#119 – Créer du contenu sans écran : la nouvelle contre-tendance ✍️
Depuis toujours, j’adore écrire.
Poser une idée sur le papier. Revenir en arrière. L’embellir.
Laisser une phrase infuser avant de la garder ou de la jeter.
Mais depuis la fin des années 90, la modernité, c’était l’écran. Le clavier. La vitesse. Le tout-digital.
✍🏽 Écrire à la main paraissait lent. Presque archaïque.
Aujourd’hui, c’est précisément ce geste-là qui revient au centre.
On observe un regain d’intérêt pour :
- L’écriture manuscrite, qui stimulerait la concentration, la mémoire et la créativité (là où le clavier n’a pas le même impact).
- Les beaux papiers et carnets, le marché des paper notebooks pèse aujourd’hui près de 76 milliards USD, avec une croissance prévue vers 90 milliards en 2030.
- Les stylos, le marché des instruments d’écriture (roller, plumes, feutres) affiche une croissance significative, portée par l’intérêt pour les produits premium et personnalisés.
- Le journaling, qui ne se limite plus aux adolescents.
Et tout un univers “aesthetic”. ✨
Ce retour au papier n’est pas une mode nostalgique. C’est une réaction culturelle à l’accélération numérique.
L’IA a accéléré l’écriture. Le papier lui redonne du poids.
Aujourd’hui, avec l’IA, une question revient souvent :
👉 Qu’est-ce qui est encore « vrai” ?
Les textes sont plus rapides à produire. Plus propres. Parfois brillants.
Mais aussi plus lisses. Plus interchangeables.
Même les auteurs eux-mêmes ne savent plus toujours très bien ce qui vient d’eux… et ce qui vient de l’outil.
À l’inverse, l’écriture manuscrite est indiscutable.
Un mot écrit à la main existe. Il a pris du temps. Il ne peut pas être automatisé ou copié-collé.
Et c’est précisément pour ça que, paradoxalement, le papier redevient un allié puissant pour créer du contenu à l’ère de l’IA, y compris sur LinkedIn.
Saturation du tout-numérique
Ce mouvement est particulièrement visible chez les jeunes générations.
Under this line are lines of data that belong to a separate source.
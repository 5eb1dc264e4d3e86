//! SQLite adapters for the Metis persistence ports.

pub mod connection;
pub mod linear_model_store;
pub mod migrations;
pub mod similarity_store;
pub mod value_log;
pub mod variant_catalog;

pub use connection::{create_pool, create_test_pool, verify_connection, ConnectionError, PoolConfig};
pub use linear_model_store::SqliteLinearModelStore;
pub use migrations::{all_embedded_migrations, Migration, MigrationError, Migrator};
pub use similarity_store::SqliteSimilarityStore;
pub use value_log::SqliteValueLog;
pub use variant_catalog::SqliteVariantCatalog;

use chrono::{DateTime, Utc};
use sqlx::SqlitePool;

use crate::domain::errors::{DomainError, DomainResult};
use crate::domain::models::DatabaseConfig;

/// Parse an RFC3339 datetime string from a SQLite row field.
pub fn parse_datetime(s: &str) -> DomainResult<DateTime<Utc>> {
    chrono::DateTime::parse_from_rfc3339(s)
        .map_err(|e| DomainError::SerializationError(e.to_string()))
        .map(|dt| dt.with_timezone(&Utc))
}

/// Parse a JSON string from a SQLite row field, falling back to the type's default.
pub fn parse_json_or_default<T: serde::de::DeserializeOwned + Default>(s: Option<String>) -> DomainResult<T> {
    s.map(|s| serde_json::from_str(&s))
        .transpose()
        .map_err(|e| DomainError::SerializationError(e.to_string()))
        .map(|opt| opt.unwrap_or_default())
}

#[derive(Debug, thiserror::Error)]
pub enum DatabaseError {
    #[error("Connection error: {0}")]
    Connection(#[from] ConnectionError),
    #[error("Migration error: {0}")]
    Migration(#[from] MigrationError),
    #[error("Query error: {0}")]
    Query(#[from] sqlx::Error),
}

pub async fn initialize_database(database_url: &str, config: Option<PoolConfig>) -> Result<SqlitePool, DatabaseError> {
    let pool = create_pool(database_url, config).await?;
    let migrator = Migrator::new(pool.clone());
    migrator.run_embedded_migrations(all_embedded_migrations()).await?;
    Ok(pool)
}

/// Open and migrate the database named by the configuration.
pub async fn initialize_from_config(config: &DatabaseConfig) -> Result<SqlitePool, DatabaseError> {
    initialize_database(&config.url(), Some(PoolConfig::from(config))).await
}

/// Create an in-memory test pool with all migrations applied.
pub async fn create_migrated_test_pool() -> Result<SqlitePool, DatabaseError> {
    let pool = create_test_pool().await?;
    let migrator = Migrator::new(pool.clone());
    migrator.run_embedded_migrations(all_embedded_migrations()).await?;
    Ok(pool)
}
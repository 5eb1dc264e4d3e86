//! Port trait definitions (Hexagonal Architecture)
//!
//! This module defines async trait interfaces that infrastructure adapters must implement:
//! - ValueLog: append-only durable log behind the value store
//! - VariantCatalog: variant definitions and performance snapshots
//! - SimilarityStore: task-type similarity table for warm starts
//! - LinearModelStore: contextual bandit arms
//! - FitnessEvaluator: trial executions for evolutionary search
//!
//! These traits let the learning services stay independent of the storage backend.

pub mod fitness_evaluator;
pub mod in_memory;
pub mod linear_model_store;
pub mod similarity_store;
pub mod value_log;
pub mod variant_catalog;

pub use fitness_evaluator::FitnessEvaluator;
pub use in_memory::{
    InMemoryLinearModelStore, InMemorySimilarityStore, InMemoryValueLog, InMemoryVariantCatalog,
};
pub use linear_model_store::LinearModelStore;
pub use similarity_store::SimilarityStore;
pub use value_log::ValueLog;
pub use variant_catalog::VariantCatalog;
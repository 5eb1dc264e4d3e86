//! Beta-Bernoulli Thompson sampling.
//!
//! Rewards in [-1, 1] map to a success parameter `p = (r + 1) / 2`; each
//! observation adds `p` to alpha and `1 - p` to beta. The posterior is
//! reconstructed from the shared value cell (streaming mean `m`, visits `n`):
//! `alpha = 1 + n (m + 1) / 2` and `beta = 1 + n (1 - (m + 1) / 2)`.

use parking_lot::Mutex;
use rand::rngs::StdRng;
use rand_distr::{Beta, Distribution};
use std::sync::Arc;

use super::{make_rng, ordered_candidates, streaming_mean, PolicyContext, SelectionPolicy};
use crate::domain::errors::{DomainError, DomainResult};
use crate::domain::models::{
    DecisionState, PolicyDecision, PolicyKind, StateActionKey, ValueEntry, VariantId,
};
use crate::services::value_store::ValueStore;

/// Posterior parameters of one arm.
#[derive(Debug, Clone, Copy, PartialEq)]
pub struct BetaPosterior {
    pub alpha: f64,
    pub beta: f64,
}

impl BetaPosterior {
    pub fn from_entry(entry: &ValueEntry) -> Self {
        let n = entry.visit_count as f64;
        let p = ((entry.value + 1.0) / 2.0).clamp(0.0, 1.0);
        Self {
            alpha: 1.0 + n * p,
            beta: 1.0 + n * (1.0 - p),
        }
    }

    pub fn mean(&self) -> f64 {
        self.alpha / (self.alpha + self.beta)
    }
}

pub struct ThompsonPolicy {
    store: Arc<ValueStore>,
    rng: Mutex<StdRng>,
}

impl ThompsonPolicy {
    pub fn new(store: Arc<ValueStore>, seed: Option<u64>) -> Self {
        Self {
            store,
            rng: Mutex::new(make_rng(seed)),
        }
    }

    pub fn posterior(&self, key: &StateActionKey) -> BetaPosterior {
        BetaPosterior::from_entry(&self.store.get(key))
    }
}

impl SelectionPolicy for ThompsonPolicy {
    fn kind(&self) -> PolicyKind {
        PolicyKind::Thompson
    }

    fn select(
        &self,
        state: &DecisionState,
        candidates: &[VariantId],
        _context: &PolicyContext,
    ) -> DomainResult<PolicyDecision> {
        let ordered = ordered_candidates(candidates)?;
        let mut rng = self.rng.lock();

        let mut best: Option<(ValueEntry, f64)> = None;
        let mut best_mean = f64::NEG_INFINITY;
        let mut chosen_mean = f64::NEG_INFINITY;
        for variant in &ordered {
            let entry = self.store.get(&state.key_for(variant));
            let posterior = BetaPosterior::from_entry(&entry);
            let dist = Beta::new(posterior.alpha, posterior.beta).map_err(|e| {
                DomainError::ValidationFailed(format!("invalid posterior for {variant}: {e}"))
            })?;
            let draw = dist.sample(&mut *rng);
            let mean = posterior.mean();
            best_mean = best_mean.max(mean);

            if best.as_ref().is_none_or(|(_, d)| draw > *d) {
                chosen_mean = mean;
                best = Some((entry, draw));
            }
        }

        let (entry, draw) = best
            .ok_or_else(|| DomainError::ValidationFailed("candidate set is empty".to_string()))?;
        Ok(PolicyDecision {
            variant_id: entry.key.variant_id().clone(),
            estimated_value: entry.value,
            exploration: chosen_mean < best_mean,
            score: draw,
        })
    }

    fn update(
        &self,
        key: &StateActionKey,
        reward: f64,
        _context: &PolicyContext,
    ) -> DomainResult<ValueEntry> {
        Ok(self
            .store
            .update_with(key, |entry| streaming_mean(entry, reward)))
    }
}

#[cfg(test)]
mod tests {
    use super::*;
    use rand::{Rng, SeedableRng};

    #[test]
    fn test_binary_rewards_shift_posterior_by_one() {
        let store = Arc::new(ValueStore::in_memory());
        let policy = ThompsonPolicy::new(Arc::clone(&store), Some(1));
        let key = StateActionKey::new("A", "x", "a");
        let ctx = PolicyContext::default();

        assert_eq!(
            policy.posterior(&key),
            BetaPosterior {
                alpha: 1.0,
                beta: 1.0
            }
        );

        policy.update(&key, 1.0, &ctx).unwrap();
        let p = policy.posterior(&key);
        assert!((p.alpha - 2.0).abs() < 1e-12);
        assert!((p.beta - 1.0).abs() < 1e-12);

        policy.update(&key, -1.0, &ctx).unwrap();
        let p = policy.posterior(&key);
        assert!((p.alpha - 2.0).abs() < 1e-12);
        assert!((p.beta - 2.0).abs() < 1e-12);
    }

    #[test]
    fn test_fractional_reward_splits_mass() {
        let store = Arc::new(ValueStore::in_memory());
        let policy = ThompsonPolicy::new(Arc::clone(&store), Some(1));
        let key = StateActionKey::new("A", "x", "a");

        // r = 0.5 -> p = 0.75
        policy.update(&key, 0.5, &PolicyContext::default()).unwrap();
        let p = policy.posterior(&key);
        assert!((p.alpha - 1.75).abs() < 1e-12);
        assert!((p.beta - 1.25).abs() < 1e-12);
    }

    #[test]
    fn test_best_bernoulli_arm_dominates() {
        let store = Arc::new(ValueStore::in_memory());
        let policy = ThompsonPolicy::new(Arc::clone(&store), Some(42));
        let state = DecisionState::new("A", "x");
        let ctx = PolicyContext::default();
        let candidates = vec![VariantId::from("good"), VariantId::from("poor")];
        let mut env = StdRng::seed_from_u64(99);

        let mut late_good = 0;
        for round in 0..2000 {
            let decision = policy.select(&state, &candidates, &ctx).unwrap();
            let p = if decision.variant_id.as_str() == "good" { 0.8 } else { 0.3 };
            let reward = if env.random_bool(p) { 1.0 } else { -1.0 };
            policy
                .update(&state.key_for(&decision.variant_id), reward, &ctx)
                .unwrap();
            if round >= 1500 && decision.variant_id.as_str() == "good" {
                late_good += 1;
            }
        }

        assert!(late_good > 450, "good arm chosen {late_good}/500 late rounds");
    }
}
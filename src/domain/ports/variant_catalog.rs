use async_trait::async_trait;

use crate::domain::errors::DomainResult;
use crate::domain::models::Variant;

/// Durable catalog of variant definitions and their performance snapshots.
#[async_trait]
pub trait VariantCatalog: Send + Sync {
    /// Insert or replace a variant, including its current performance snapshot.
    async fn upsert(&self, variant: &Variant) -> DomainResult<()>;

    /// All variants, active and retired.
    async fn load_all(&self) -> DomainResult<Vec<Variant>>;
}
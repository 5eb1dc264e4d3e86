//! Variant definitions and their running performance statistics.

use chrono::{DateTime, Utc};
use serde::{Deserialize, Serialize};
use std::collections::{BTreeMap, HashMap};

use super::key::{TaskType, VariantId};

/// Model tier a variant runs on.
#[derive(Debug, Clone, Copy, PartialEq, Eq, Hash, PartialOrd, Ord, Serialize, Deserialize)]
#[serde(rename_all = "snake_case")]
pub enum ModelTier {
    Light,
    Standard,
    Heavy,
}

impl ModelTier {
    pub const ALL: [ModelTier; 3] = [Self::Light, Self::Standard, Self::Heavy];

    pub fn as_str(&self) -> &'static str {
        match self {
            Self::Light => "light",
            Self::Standard => "standard",
            Self::Heavy => "heavy",
        }
    }

    /// Neighbouring tiers, used by single-step tier mutations.
    pub fn neighbours(&self) -> Vec<ModelTier> {
        match self {
            Self::Light => vec![Self::Standard],
            Self::Standard => vec![Self::Light, Self::Heavy],
            Self::Heavy => vec![Self::Standard],
        }
    }
}

impl std::str::FromStr for ModelTier {
    type Err = String;

    fn from_str(s: &str) -> Result<Self, Self::Err> {
        match s.to_lowercase().as_str() {
            "light" => Ok(Self::Light),
            "standard" => Ok(Self::Standard),
            "heavy" => Ok(Self::Heavy),
            other => Err(format!("Unknown model tier: '{other}'")),
        }
    }
}

/// Modification set applied on top of the base agent definition.
///
/// The learning core never interprets these values; only the mutator
/// perturbs them and the external executor applies them.
#[derive(Debug, Clone, Default, PartialEq, Serialize, Deserialize)]
pub struct ConfigurationDelta {
    #[serde(default)]
    pub parameters: BTreeMap<String, f64>,
    #[serde(default)]
    pub instructions: Vec<String>,
    #[serde(default)]
    pub model_tier: Option<ModelTier>,
}

impl ConfigurationDelta {
    pub fn with_parameter(mut self, name: impl Into<String>, value: f64) -> Self {
        self.parameters.insert(name.into(), value);
        self
    }

    pub fn with_instruction(mut self, fragment: impl Into<String>) -> Self {
        self.instructions.push(fragment.into());
        self
    }

    pub fn with_model_tier(mut self, tier: ModelTier) -> Self {
        self.model_tier = Some(tier);
        self
    }
}

/// How a variant came to exist.
#[derive(Debug, Clone, Copy, PartialEq, Eq, Serialize, Deserialize)]
#[serde(rename_all = "snake_case")]
pub enum VariantOrigin {
    Authored,
    Mutation,
    Crossover,
}

impl VariantOrigin {
    pub fn as_str(&self) -> &'static str {
        match self {
            Self::Authored => "authored",
            Self::Mutation => "mutation",
            Self::Crossover => "crossover",
        }
    }
}

/// Catalog status. Retired variants keep their history but never run again.
#[derive(Debug, Clone, Copy, PartialEq, Eq, Serialize, Deserialize)]
#[serde(rename_all = "snake_case")]
pub enum VariantStatus {
    Active,
    Retired,
}

impl VariantStatus {
    pub fn as_str(&self) -> &'static str {
        match self {
            Self::Active => "active",
            Self::Retired => "retired",
        }
    }
}

/// Incrementally averaged reward statistics for a variant.
#[derive(Debug, Clone, Default, PartialEq, Serialize, Deserialize)]
pub struct PerformanceMetrics {
    pub overall_mean_reward: f64,
    pub per_task_type_mean_reward: HashMap<TaskType, f64>,
    pub per_task_type_samples: HashMap<TaskType, u64>,
    pub sample_count: u64,
}

impl PerformanceMetrics {
    /// Fold one reward into the streaming means.
    pub fn record(&mut self, task_type: &TaskType, reward: f64) {
        self.sample_count += 1;
        let n = self.sample_count as f64;
        self.overall_mean_reward += (reward - self.overall_mean_reward) / n;

        let samples = self
            .per_task_type_samples
            .entry(task_type.clone())
            .or_insert(0);
        *samples += 1;
        let n_task = *samples as f64;
        let mean = self
            .per_task_type_mean_reward
            .entry(task_type.clone())
            .or_insert(0.0);
        *mean += (reward - *mean) / n_task;
    }

    pub fn mean_for(&self, task_type: &TaskType) -> Option<f64> {
        self.per_task_type_mean_reward.get(task_type).copied()
    }
}

/// One configurable behavior profile of an agent.
#[derive(Debug, Clone, PartialEq, Serialize, Deserialize)]
pub struct Variant {
    pub variant_id: VariantId,
    pub agent_name: String,
    pub configuration_delta: ConfigurationDelta,
    pub performance: PerformanceMetrics,
    /// Lineage edges; empty for authored variants.
    pub parents: Vec<VariantId>,
    pub origin: VariantOrigin,
    pub status: VariantStatus,
    pub created_at: DateTime<Utc>,
}

impl Variant {
    /// A human-authored variant.
    pub fn authored(
        agent_name: impl Into<String>,
        variant_id: impl Into<VariantId>,
        configuration_delta: ConfigurationDelta,
    ) -> Self {
        Self {
            variant_id: variant_id.into(),
            agent_name: agent_name.into(),
            configuration_delta,
            performance: PerformanceMetrics::default(),
            parents: Vec::new(),
            origin: VariantOrigin::Authored,
            status: VariantStatus::Active,
            created_at: Utc::now(),
        }
    }

    /// A variant derived from existing ones.
    pub fn derived(
        agent_name: impl Into<String>,
        variant_id: VariantId,
        configuration_delta: ConfigurationDelta,
        parents: Vec<VariantId>,
        origin: VariantOrigin,
    ) -> Self {
        Self {
            variant_id,
            agent_name: agent_name.into(),
            configuration_delta,
            performance: PerformanceMetrics::default(),
            parents,
            origin,
            status: VariantStatus::Active,
            created_at: Utc::now(),
        }
    }

    pub fn is_active(&self) -> bool {
        self.status == VariantStatus::Active
    }
}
La Gen Z a grandi avec : des écrans omniprésents, des contenus rapides, bruyants, algorithmiques.
En réaction, on observe un retour : au lent, au tactile, au contrôle personnel (écrire, dessiner, coller, organiser… mais avoir un profil Instagram vide).
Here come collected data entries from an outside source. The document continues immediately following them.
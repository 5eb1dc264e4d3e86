//! SQLite implementation of the LinearModelStore.

use async_trait::async_trait;
use chrono::Utc;
use sqlx::SqlitePool;

use crate::domain::errors::{DomainError, DomainResult};
use crate::domain::models::LinearModelSnapshot;
use crate::domain::ports::LinearModelStore;

#[derive(Clone)]
pub struct SqliteLinearModelStore {
    pool: SqlitePool,
}

impl SqliteLinearModelStore {
    pub fn new(pool: SqlitePool) -> Self {
        Self { pool }
    }
}

#[async_trait]
impl LinearModelStore for SqliteLinearModelStore {
    async fn save(&self, snapshot: &LinearModelSnapshot) -> DomainResult<()> {
        let a_json = serde_json::to_string(&snapshot.a)?;
        let b_json = serde_json::to_string(&snapshot.b)?;

        sqlx::query(
            r#"INSERT INTO linear_models (agent_name, variant_id, feature_version, dimension,
               a_matrix, b_vector, updates, updated_at)
               VALUES (?, ?, ?, ?, ?, ?, ?, ?)
               ON CONFLICT(agent_name, variant_id) DO UPDATE SET
                   feature_version = excluded.feature_version,
                   dimension = excluded.dimension,
                   a_matrix = excluded.a_matrix,
                   b_vector = excluded.b_vector,
                   updates = excluded.updates,
                   updated_at = excluded.updated_at"#,
        )
        .bind(&snapshot.agent_name)
        .bind(snapshot.variant_id.as_str())
        .bind(i64::from(snapshot.feature_version))
        .bind(snapshot.dimension as i64)
        .bind(&a_json)
        .bind(&b_json)
        .bind(snapshot.updates as i64)
        .bind(Utc::now().to_rfc3339())
        .execute(&self.pool)
        .await?;
        Ok(())
    }

    async fn load_all(&self) -> DomainResult<Vec<LinearModelSnapshot>> {
        let rows: Vec<LinearModelRow> = sqlx::query_as(
            "SELECT agent_name, variant_id, feature_version, dimension, a_matrix, b_vector, updates
             FROM linear_models ORDER BY agent_name, variant_id",
        )
        .fetch_all(&self.pool)
        .await?;

        rows.into_iter().map(LinearModelSnapshot::try_from).collect()
    }

    async fn clear(&self) -> DomainResult<()> {
        sqlx::query("DELETE FROM linear_models")
            .execute(&self.pool)
            .await?;
        Ok(())
    }
}

#[derive(sqlx::FromRow)]
struct LinearModelRow {
    agent_name: String,
    variant_id: String,
    feature_version: i64,
    dimension: i64,
    a_matrix: String,
    b_vector: String,
    updates: i64,
}

impl TryFrom<LinearModelRow> for LinearModelSnapshot {
    type Error = DomainError;

    fn try_from(row: LinearModelRow) -> Result<Self, Self::Error> {
        Ok(LinearModelSnapshot {
            agent_name: row.agent_name,
            variant_id: row.variant_id.into(),
            feature_version: u32::try_from(row.feature_version)
                .map_err(|e| DomainError::SerializationError(e.to_string()))?,
            dimension: usize::try_from(row.dimension)
                .map_err(|e| DomainError::SerializationError(e.to_string()))?,
            a: serde_json::from_str(&row.a_matrix)?,
            b: serde_json::from_str(&row.b_vector)?,
            updates: row.updates.max(0) as u64,
        })
    }
}

#[cfg(test)]
mod tests {
    use super::*;
    use crate::adapters::sqlite::create_migrated_test_pool;

    fn snapshot(variant: &str) -> LinearModelSnapshot {
        LinearModelSnapshot {
            agent_name: "A".to_string(),
            variant_id: variant.into(),
            feature_version: 1,
            dimension: 2,
            a: vec![2.0, 0.5, 0.5, 1.0],
            b: vec![0.25, -1.0],
            updates: 3,
        }
    }

    #[tokio::test]
    async fn test_save_load_clear() {
        let pool = create_migrated_test_pool().await.unwrap();
        let store = SqliteLinearModelStore::new(pool);

        store.save(&snapshot("opt")).await.unwrap();
        let mut updated = snapshot("opt");
        updated.updates = 4;
        store.save(&updated).await.unwrap();
        store.save(&snapshot("alt")).await.unwrap();

        let loaded = store.load_all().await.unwrap();
        assert_eq!(loaded.len(), 2);
        assert_eq!(loaded[1], updated);

        store.clear().await.unwrap();
        assert!(store.load_all().await.unwrap().is_empty());
    }
}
Choisir ce que l’on montre. Et ce que l’on garde pour soi (bien au chaud dans un carnet).
Le journaling, la papeterie “aesthetic” ou les stylos-plume répondent exactement à ce besoin de créer sans être observé.
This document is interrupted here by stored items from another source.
use serde::{Deserialize, Serialize};
use std::collections::BTreeMap;

use super::selection::PolicyKind;

/// Main configuration structure for Metis
#[derive(Debug, Clone, Default, Serialize, Deserialize)]
#[serde(rename_all = "snake_case")]
pub struct Config {
    /// Database configuration
    #[serde(default)]
    pub database: DatabaseConfig,

    /// Logging configuration
    #[serde(default)]
    pub logging: LoggingConfig,

    /// Selection policy parameters
    #[serde(default)]
    pub learning: LearningConfig,

    /// Reward shaping weights and duration baselines
    #[serde(default)]
    pub reward: RewardConfig,

    /// Task classifier settings
    #[serde(default)]
    pub classifier: ClassifierConfig,

    /// Cross-task warm start settings
    #[serde(default)]
    pub transfer: TransferConfig,

    /// Safety monitor thresholds
    #[serde(default)]
    pub safety: SafetyConfig,

    /// Evolutionary search settings
    #[serde(default)]
    pub mutator: MutatorConfig,

    /// Decision-cycle bookkeeping
    #[serde(default)]
    pub coordinator: CoordinatorConfig,
}

/// Database configuration
#[derive(Debug, Clone, Serialize, Deserialize)]
#[serde(rename_all = "snake_case")]
pub struct DatabaseConfig {
    /// Path to `SQLite` database file
    #[serde(default = "default_database_path")]
    pub path: String,

    /// Maximum number of database connections in pool
    #[serde(default = "default_max_connections")]
    pub max_connections: u32,
}

fn default_database_path() -> String {
    ".metis/metis.db".to_string()
}

const fn default_max_connections() -> u32 {
    5
}

impl Default for DatabaseConfig {
    fn default() -> Self {
        Self {
            path: default_database_path(),
            max_connections: default_max_connections(),
        }
    }
}

impl DatabaseConfig {
    pub fn url(&self) -> String {
        format!("sqlite:{}", self.path)
    }
}

/// Logging configuration
#[derive(Debug, Clone, Serialize, Deserialize)]
#[serde(rename_all = "snake_case")]
pub struct LoggingConfig {
    /// Log level: trace, debug, info, warn, error
    #[serde(default = "default_log_level")]
    pub level: String,

    /// Log format: json or pretty
    #[serde(default = "default_log_format")]
    pub format: String,

    /// Directory for rolling log files; stdout only when unset
    #[serde(default)]
    pub log_dir: Option<String>,
}

fn default_log_level() -> String {
    "info".to_string()
}

fn default_log_format() -> String {
    "json".to_string()
}

impl Default for LoggingConfig {
    fn default() -> Self {
        Self {
            level: default_log_level(),
            format: default_log_format(),
            log_dir: None,
        }
    }
}

/// Selection policy parameters
#[derive(Debug, Clone, Serialize, Deserialize)]
#[serde(default, rename_all = "snake_case")]
pub struct LearningConfig {
    /// Active policy
    pub policy: PolicyKind,
    /// Exploration probability for epsilon-greedy
    pub epsilon: f64,
    /// Constant TD(0) step size
    pub alpha: f64,
    /// UCB1 exploration constant
    pub ucb_exploration: f64,
    /// LinUCB confidence width
    pub linucb_alpha: f64,
    /// Recompute the LinUCB inverse directly every N updates
    pub linucb_refresh_interval: u64,
    /// Fixed RNG seed for reproducible runs
    pub seed: Option<u64>,
}

impl Default for LearningConfig {
    fn default() -> Self {
        Self {
            policy: PolicyKind::QLearning,
            epsilon: 0.10,
            alpha: 0.10,
            ucb_exploration: std::f64::consts::SQRT_2,
            linucb_alpha: 1.0,
            linucb_refresh_interval: 50,
            seed: None,
        }
    }
}

/// Reward shaping weights and duration baselines
#[derive(Debug, Clone, Serialize, Deserialize)]
#[serde(default, rename_all = "snake_case")]
pub struct RewardConfig {
    pub success_weight: f64,
    pub quality_weight: f64,
    pub time_weight: f64,
    /// Penalty per reported error
    pub error_penalty: f64,
    /// Cap on the total error penalty
    pub max_error_penalty: f64,
    /// Expected duration for low-complexity tasks
    pub baseline_low_secs: f64,
    /// Expected duration for medium-complexity tasks
    pub baseline_medium_secs: f64,
    /// Expected duration for high-complexity tasks
    pub baseline_high_secs: f64,
}

impl Default for RewardConfig {
    fn default() -> Self {
        Self {
            success_weight: 0.5,
            quality_weight: 0.3,
            time_weight: 0.2,
            error_penalty: 0.1,
            max_error_penalty: 0.4,
            baseline_low_secs: 60.0,
            baseline_medium_secs: 300.0,
            baseline_high_secs: 900.0,
        }
    }
}

/// Task classifier settings
#[derive(Debug, Clone, Serialize, Deserialize)]
#[serde(default, rename_all = "snake_case")]
pub struct ClassifierConfig {
    /// Minimum share of the keyword score the best label must hold
    pub confidence_floor: f64,
    /// Extra keywords per label, merged with the built-in vocabulary
    pub extra_keywords: BTreeMap<String, Vec<String>>,
}

impl Default for ClassifierConfig {
    fn default() -> Self {
        Self {
            confidence_floor: 0.35,
            extra_keywords: BTreeMap::new(),
        }
    }
}

/// Cross-task warm start settings
#[derive(Debug, Clone, Serialize, Deserialize)]
#[serde(default, rename_all = "snake_case")]
pub struct TransferConfig {
    pub enabled: bool,
    /// Donor cells need at least this many visits
    pub min_donor_visits: u64,
    /// A state with fewer total visits is considered sparse
    pub sparse_visit_threshold: u64,
}

impl Default for TransferConfig {
    fn default() -> Self {
        Self {
            enabled: true,
            min_donor_visits: 5,
            sparse_visit_threshold: 3,
        }
    }
}

/// Safety monitor thresholds
#[derive(Debug, Clone, Serialize, Deserialize)]
#[serde(default, rename_all = "snake_case")]
pub struct SafetyConfig {
    pub enabled: bool,
    /// Rolling window of recent outcomes
    pub window_size: usize,
    /// Allowed drop of the window mean below the baseline
    pub regression_threshold: f64,
    /// Maximum tolerated failure share within the window
    pub error_rate_ceiling: f64,
    /// Consecutive regressed observations needed to quarantine
    pub confirmation_window: usize,
    /// Aged-out outcomes needed before the baseline is trusted
    pub min_baseline_samples: u64,
    /// Quarantines after which a variant is retired
    pub max_quarantines: u32,
    /// Rewards at or above this mark a variant as known-good
    pub known_good_floor: f64,
    /// Selections pinned to the known-good variant after a quarantine
    pub rollback_cooldown: u32,
}

impl Default for SafetyConfig {
    fn default() -> Self {
        Self {
            enabled: true,
            window_size: 10,
            regression_threshold: 0.3,
            error_rate_ceiling: 0.6,
            confirmation_window: 5,
            min_baseline_samples: 10,
            max_quarantines: 3,
            known_good_floor: 0.0,
            rollback_cooldown: 20,
        }
    }
}

/// Evolutionary search settings
#[derive(Debug, Clone, Serialize, Deserialize)]
#[serde(default, rename_all = "snake_case")]
pub struct MutatorConfig {
    pub population_size: usize,
    /// Top candidates copied unchanged into the next generation
    pub elite_count: usize,
    pub tournament_size: usize,
    /// Probability that a child comes from crossover rather than mutation only
    pub crossover_rate: f64,
    pub trials_per_candidate: usize,
    /// Relative standard deviation of parameter perturbations
    pub parameter_sigma: f64,
    /// Inclusive bounds per tunable parameter
    pub parameter_bounds: BTreeMap<String, (f64, f64)>,
    /// Instruction fragments the instruction axis draws from
    pub instruction_pool: Vec<String>,
    /// Required mean-reward gain over the incumbent before auto-promotion
    pub promotion_margin: f64,
    pub auto_promote: bool,
    pub seed: Option<u64>,
}

impl Default for MutatorConfig {
    fn default() -> Self {
        let mut parameter_bounds = BTreeMap::new();
        parameter_bounds.insert("temperature".to_string(), (0.0, 1.0));
        parameter_bounds.insert("max_iterations".to_string(), (1.0, 50.0));
        parameter_bounds.insert("context_budget".to_string(), (0.1, 1.0));

        Self {
            population_size: 8,
            elite_count: 2,
            tournament_size: 3,
            crossover_rate: 0.5,
            trials_per_candidate: 5,
            parameter_sigma: 0.15,
            parameter_bounds,
            instruction_pool: vec![
                "Think through the plan before editing files.".to_string(),
                "Prefer minimal, focused diffs.".to_string(),
                "Write or update tests alongside code changes.".to_string(),
                "Run the build after each significant change.".to_string(),
                "Summarize assumptions before starting.".to_string(),
            ],
            promotion_margin: 0.05,
            auto_promote: false,
            seed: None,
        }
    }
}

/// Decision-cycle bookkeeping
#[derive(Debug, Clone, Serialize, Deserialize)]
#[serde(default, rename_all = "snake_case")]
pub struct CoordinatorConfig {
    /// Pending decisions older than this are dropped unreported
    pub pending_ttl_secs: i64,
    /// Upper bound on tracked pending decisions
    pub max_pending: usize,
}

impl Default for CoordinatorConfig {
    fn default() -> Self {
        Self {
            pending_ttl_secs: 3600,
            max_pending: 10_000,
        }
    }
}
Et ce n’est pas moi qui vous dirai le contraire. J’utilise (au moins) 6 carnets par an. Ce ne sont pas des journaux intimes. Ce sont mes brouillons de contenus, de formations, de conférences, des notes sur les livres que je lis, de podcasts que j’écoute.
Ci-dessous ceux de mes derniers mois (dont 4 cadeaux de mes proches). Merci encore Hélène LY pour ce tout nouveau tout beau. 💜
Je crois savoir que je ne suis pas la seule 👋🏽 Hélène LY, Laura Pedro, Alice Blanc, Élie Toupart, Amandine REGY DUPUY, Bérangère Gonzalez 🪩, Laetitia Sylvestre, Dounia Hamed, Justine Dubost, Louise Dalvai, Audrey Pinon, Sabrina TOUABET, Bénédicte BRAZS – LEMAIRE, Barbara Sitka et bien d’autres encore !
Derrière cette tendance, il y a un réseau social qui tire son épingle du jeu.
Sur Pinterest, on ne raconte pas sa vie, on prépare ses idées. Pas de pression de publication. Pas de storytelling. Juste de l’inspiration, du beau, du lent.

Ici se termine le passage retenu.